— PROBLEM DETAILS —
Word for word, set down every line of the entries below from the line with "let id = row" to the line with "self.fields.insert(schema.primary_key.to_string(), id);", including both, and no other line.

— SOURCE RECORDS —

════

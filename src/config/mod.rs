pub mod env;
pub mod views;

pub use env::*;
pub use views::*;
//! Request extractors for the controller and the request-scoped database handle.

mod controller;
mod database;
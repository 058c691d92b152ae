//! Hand each request its own lazily connected database handle.

use crate::db::PgDatabase;
use crate::error::{AppError, ConfigError};
use crate::state::AppState;
use async_trait::async_trait;
use axum::{
    extract::{FromRef, FromRequestParts},
    http::request::Parts,
};

#[async_trait]
impl<S> FromRequestParts<S> for PgDatabase
where
    S: Send + Sync,
    AppState: FromRef<S>,
{
    type Rejection = AppError;

    async fn from_request_parts(_parts: &mut Parts, state: &S) -> Result<Self, Self::Rejection> {
        let state = AppState::from_ref(state);
        let config = state
            .db
            .as_deref()
            .ok_or(ConfigError::Missing("DB_CONNECTION"))?;
        Ok(PgDatabase::new(config))
    }
}
//! Active-record base for table-backed models.
//!
//! A [`Model`] holds a sparse set of fields: a column that was never assigned is
//! absent, which is different from a column assigned `null`. All persistence goes
//! through a [`Database`] handle passed in by the caller.

mod schema;

pub use schema::{Entity, Schema};

use crate::db::Database;
use crate::error::AppError;
use crate::sql;
use serde::ser::{Serialize, SerializeMap, Serializer};
use serde_json::{Map, Value};
use std::collections::HashMap;
use std::fmt;
use std::marker::PhantomData;

pub struct Model<E: Entity> {
    fields: HashMap<String, Value>,
    entity: PhantomData<fn() -> E>,
}

impl<E: Entity> Model<E> {
    pub fn new() -> Self {
        Model {
            fields: HashMap::new(),
            entity: PhantomData,
        }
    }

    /// New model populated with the given members.
    pub fn with<I, K, V>(members: I) -> Self
    where
        I: IntoIterator<Item = (K, V)>,
        K: Into<String>,
        V: Into<Value>,
    {
        let mut model = Self::new();
        model.populate(members);
        model
    }

    pub fn schema() -> Schema {
        E::SCHEMA
    }

    /// Merge-assign members. Unknown keys are created, others are left alone. No database access.
    pub fn populate<I, K, V>(&mut self, data: I)
    where
        I: IntoIterator<Item = (K, V)>,
        K: Into<String>,
        V: Into<Value>,
    {
        for (key, value) in data {
            self.fields.insert(key.into(), value.into());
        }
    }

    pub fn get(&self, key: &str) -> Option<&Value> {
        self.fields.get(key)
    }

    pub fn set(&mut self, key: impl Into<String>, value: impl Into<Value>) {
        self.fields.insert(key.into(), value.into());
    }

    /// Every assigned member, declared or not.
    pub fn fields(&self) -> &HashMap<String, Value> {
        &self.fields
    }

    /// Primary key value, if set and not null.
    pub fn id(&self) -> Option<&Value> {
        self.fields
            .get(E::SCHEMA.primary_key)
            .filter(|v| !v.is_null())
    }

    /// True when the model represents a row that exists (or existed) in the table.
    pub fn has_id(&self) -> bool {
        self.id().is_some()
    }

    /// Assigned data columns, optionally restricted to `fields`. Columns never assigned are
    /// omitted; columns assigned `null` are included.
    pub fn attributes(&self, fields: Option<&[&str]>) -> Map<String, Value> {
        self.attribute_pairs(fields)
            .map(|(k, v)| (k.to_string(), v.clone()))
            .collect()
    }

    fn attribute_pairs<'a>(
        &'a self,
        fields: Option<&'a [&'a str]>,
    ) -> impl Iterator<Item = (&'a str, &'a Value)> + 'a {
        E::SCHEMA
            .columns
            .iter()
            .copied()
            .filter(move |c| fields.map_or(true, |f| f.contains(c)))
            .filter_map(move |c| self.fields.get(c).map(|v| (c, v)))
    }

    /// Insert when there is no primary key, update otherwise.
    pub async fn save<D>(&mut self, db: &D) -> Result<(), AppError>
    where
        D: Database + ?Sized,
    {
        if self.has_id() {
            self.update(db, None).await
        } else {
            self.insert(db).await
        }
    }

    /// Insert a new row from the assigned attributes and take the generated key.
    pub async fn insert<D>(&mut self, db: &D) -> Result<(), AppError>
    where
        D: Database + ?Sized,
    {
        let schema = &E::SCHEMA;
        if self.has_id() || self.attribute_pairs(None).next().is_none() {
            return Err(AppError::Logic(format!(
                "{}: model should have some members and no id",
                schema.table
            )));
        }
        let q = sql::insert(schema, self.attribute_pairs(None));
        let row = db.fetch_optional(&q.sql, &q.params).await?;
        let id = row
            .and_then(|mut r| r.remove(schema.primary_key))
            .filter(|v| !v.is_null())
            .ok_or_else(|| AppError::Runtime(format!("unsuccessful insert: {}", q.sql)))?;
        tracing::debug!(table = schema.table, id = %id, "inserted");
        self.fields.insert(schema.primary_key.to_string(), id);
        Ok(())
    }

    /// Write the assigned attributes (all, or only `fields`) to the row with this model's key.
    pub async fn update<D>(&mut self, db: &D, fields: Option<&[&str]>) -> Result<(), AppError>
    where
        D: Database + ?Sized,
    {
        let schema = &E::SCHEMA;
        let Some(id) = self.id() else {
            return Err(AppError::Logic(format!(
                "{}: model should have some members and an id",
                schema.table
            )));
        };
        if self.attribute_pairs(fields).next().is_none() {
            return Err(AppError::Logic(format!(
                "{}: model should have some members and an id",
                schema.table
            )));
        }
        let q = sql::update(schema, id, self.attribute_pairs(fields));
        let affected = db.execute(&q.sql, &q.params).await?;
        if affected == 0 {
            return Err(AppError::Runtime(format!("unsuccessful update: {}", q.sql)));
        }
        Ok(())
    }

    /// Delete the row, then null the key and every data column that was assigned.
    pub async fn delete<D>(&mut self, db: &D) -> Result<(), AppError>
    where
        D: Database + ?Sized,
    {
        let schema = &E::SCHEMA;
        let Some(id) = self.id() else {
            return Err(AppError::Logic(format!(
                "{}: trying to delete an uninitialised model",
                schema.table
            )));
        };
        let q = sql::delete(schema, id);
        let affected = db.execute(&q.sql, &q.params).await?;
        if affected == 0 {
            return Err(AppError::Runtime(format!("unsuccessful delete: {}", q.sql)));
        }
        self.fields.insert(schema.primary_key.to_string(), Value::Null);
        for column in schema.columns {
            if let Some(v) = self.fields.get_mut(*column) {
                *v = Value::Null;
            }
        }
        Ok(())
    }

    /// Overwrite members with the row whose key is `id`.
    pub async fn load<D>(&mut self, db: &D, id: impl Into<Value>) -> Result<(), AppError>
    where
        D: Database + ?Sized,
    {
        let schema = &E::SCHEMA;
        let id = id.into();
        let q = sql::select_by_id(schema, &id);
        match db.fetch_optional(&q.sql, &q.params).await? {
            Some(mut row) => match row.remove(sql::RECORD_COLUMN) {
                Some(Value::Object(record)) => {
                    self.populate(record);
                    Ok(())
                }
                _ => Err(AppError::Runtime(format!("unexpected row shape: {}", q.sql))),
            },
            None => Err(AppError::InvalidArgument(format!(
                "no row in {} with {} = {}",
                schema.table, schema.primary_key, id
            ))),
        }
    }
}

impl<E: Entity> Default for Model<E> {
    fn default() -> Self {
        Self::new()
    }
}

impl<E: Entity> Clone for Model<E> {
    fn clone(&self) -> Self {
        Model {
            fields: self.fields.clone(),
            entity: PhantomData,
        }
    }
}

impl<E: Entity> fmt::Debug for Model<E> {
    fn fmt(&self, f: &mut fmt::Formatter<'_>) -> fmt::Result {
        f.debug_struct("Model")
            .field("table", &E::SCHEMA.table)
            .field("fields", &self.fields)
            .finish()
    }
}

/// Serializes the assigned members: declared columns first, in order, then any extras.
impl<E: Entity> Serialize for Model<E> {
    fn serialize<S: Serializer>(&self, serializer: S) -> Result<S::Ok, S::Error> {
        let schema = &E::SCHEMA;
        let mut map = serializer.serialize_map(Some(self.fields.len()))?;
        for column in schema.all_columns() {
            if let Some(v) = self.fields.get(column) {
                map.serialize_entry(column, v)?;
            }
        }
        let mut extras: Vec<_> = self
            .fields
            .iter()
            .filter(|(k, _)| *k != schema.primary_key && !schema.is_column(k))
            .collect();
        extras.sort_by(|a, b| a.0.cmp(b.0));
        for (k, v) in extras {
            map.serialize_entry(k, v)?;
        }
        map.end()
    }
}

════

— RESPONSE —
        let id = row
            .and_then(|mut r| r.remove(schema.primary_key))
            .filter(|v| !v.is_null())
            .ok_or_else(|| AppError::Runtime(format!("unsuccessful insert: {}", q.sql)))?;
        tracing::debug!(table = schema.table, id = %id, "inserted");
        self.fields.insert(schema.primary_key.to_string(), id);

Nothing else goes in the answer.